Which is all to say that I have finally excavated the Covered Wagon Women entries. Also the few entries I did on Laura Ingalls. I regretted losing those the most. My photos and artwork are all available on Flickr, so they’re accessible whether the blog is here or not. The writing, though, was not.

Also! Dewey’s 24 Hour Readathon is coming up. I wasn’t sure what I was going to read this time around, but the blog excavations have nudged me in the direction of more ladyjournals. I have a ton to choose from, and I’ll likely be sharing my favorite bits here.

Crankypantsing, Ladybusiness

Seven Limes?

I think it’s really tone deaf and patronizing for someone as rich as Gwyneth Paltrow is play tourist with poor folks’ lives. Surely she has an imagination and some empathy and can figure out for herself what it’s like to live on food stamps, without turning poverty into a side show attraction?

But if she really wants to do this right, I have some suggestions.

1. Do this experiment for a month, at least.
2. Cook all her food on a single hot plate. No oven, no microwave, no fancy kitchen. Bonus points for not using a refrigerator.
3. Take the bus to the Aldi across town. Don’t forget to have a quarter handy for the shopping cart.
4. Take her kids with her while shopping.
5. Do her shopping after a full work day, and after picking up the kids (on the bus) at daycare/sitter/school, but before the kids have had their supper, so they are at maximum crabcake. Oh, and they want ALL THE THINGS. Which you obviously can’t afford, so you have to deal with the in-store melt-down when you have to tell your tired, hungry, cranky four year old that she’s getting oatmeal instead of the fun cereal with the toy in the box.
6. Have at least one meeting with a welfare counselor who makes her feel like she’s a worthless piece of shit.
7. Zero dollars for non-food items, because those are luxuries. Maybe she could sell plasma for money to buy toilet paper and tampons?
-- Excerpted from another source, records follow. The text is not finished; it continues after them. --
//! Versioned store naming.
//!
//! Store names follow `{namespace}-{kind}-{version}`. The set of stores
//! carrying the current version string is the current generation; every
//! other namespaced store is stale and gets swept at activation.

/// The kinds of store a generation owns.
#[derive(Debug, Clone, Copy, PartialEq, Eq)]
pub enum StoreKind {
    /// Warmed at install time with the configured core routes.
    Precache,
    /// Written by strategies during normal request handling.
    Runtime,
    /// Bounded store for third-party images.
    RuntimeImage,
}

impl StoreKind {
    pub const ALL: [StoreKind; 3] = [StoreKind::Precache, StoreKind::Runtime, StoreKind::RuntimeImage];

    pub fn as_str(&self) -> &'static str {
        match self {
            StoreKind::Precache => "precache",
            StoreKind::Runtime => "runtime",
            StoreKind::RuntimeImage => "runtime-image",
        }
    }
}

/// Store naming for one deployed generation.
#[derive(Debug, Clone, PartialEq, Eq)]
pub struct GenerationNames {
    namespace: String,
    version: String,
}

impl GenerationNames {
    pub fn new(namespace: impl Into<String>, version: impl Into<String>) -> Self {
        Self { namespace: namespace.into(), version: version.into() }
    }

    pub fn namespace(&self) -> &str {
        &self.namespace
    }

    pub fn version(&self) -> &str {
        &self.version
    }

    /// Full store name for a kind in this generation.
    pub fn store(&self, kind: StoreKind) -> String {
        format!("{}-{}-{}", self.namespace, kind.as_str(), self.version)
    }

    /// Whether a store name belongs to this namespace at all.
    ///
    /// Stores owned by other software sharing the database are never
    /// touched by the activation sweep.
    pub fn owns(&self, name: &str) -> bool {
        name.len() > self.namespace.len() + 1
            && name.starts_with(&self.namespace)
            && name.as_bytes()[self.namespace.len()] == b'-'
    }

    /// Whether a store name is part of the current generation.
    pub fn is_current(&self, name: &str) -> bool {
        StoreKind::ALL.iter().any(|kind| self.store(*kind) == name)
    }

    /// Namespaced but not current: subject to deletion at activation.
    pub fn is_stale(&self, name: &str) -> bool {
        self.owns(name) && !self.is_current(name)
    }
}

#[cfg(test)]
mod tests {
    use super::*;

    #[test]
    fn test_store_names() {
        let names = GenerationNames::new("haven", "v2");
        assert_eq!(names.store(StoreKind::Precache), "haven-precache-v2");
        assert_eq!(names.store(StoreKind::Runtime), "haven-runtime-v2");
        assert_eq!(names.store(StoreKind::RuntimeImage), "haven-runtime-image-v2");
    }

    #[test]
    fn test_owns_requires_namespace_prefix() {
        let names = GenerationNames::new("haven", "v2");
        assert!(names.owns("haven-runtime-v1"));
        assert!(names.owns("haven-precache-v2"));
        assert!(!names.owns("havenish-runtime-v1"));
        assert!(!names.owns("other-runtime-v2"));
        assert!(!names.owns("haven"));
    }

    #[test]
    fn test_stale_detection() {
        let names = GenerationNames::new("haven", "v2");
        assert!(names.is_stale("haven-runtime-v1"));
        assert!(names.is_stale("haven-runtime-image-v1"));
        assert!(!names.is_stale("haven-runtime-v2"));
        assert!(!names.is_stale("haven-runtime-image-v2"));
        assert!(!names.is_stale("unrelated-store"));
    }

    #[test]
    fn test_version_with_dashes() {
        let names = GenerationNames::new("haven", "2024-06-01");
        let current = names.store(StoreKind::Runtime);
        assert_eq!(current, "haven-runtime-2024-06-01");
        assert!(names.is_current(&current));
        assert!(names.is_stale("haven-runtime-2024-05-01"));
    }
}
But seriously, seven limes? Is she having margaritas? It makes for a pretty picture, but that’s just not how poor folks shop.

(To be fair, she doesn’t actually say she will be doing the NYC Food Bank challenge.  She just posted a photo of what she believes $29 worth of groceries looks like.)

Art, Collage, Ladybusiness

Wine and Glue

There was wine. And then there were two arts.

The top one has a line taken from an Alfred Tennyson poem, The Princess. It is tl;dr, yo. The poem is about higher education for women. The image is photos of an academic honors society, from a 1957 high school yearbook.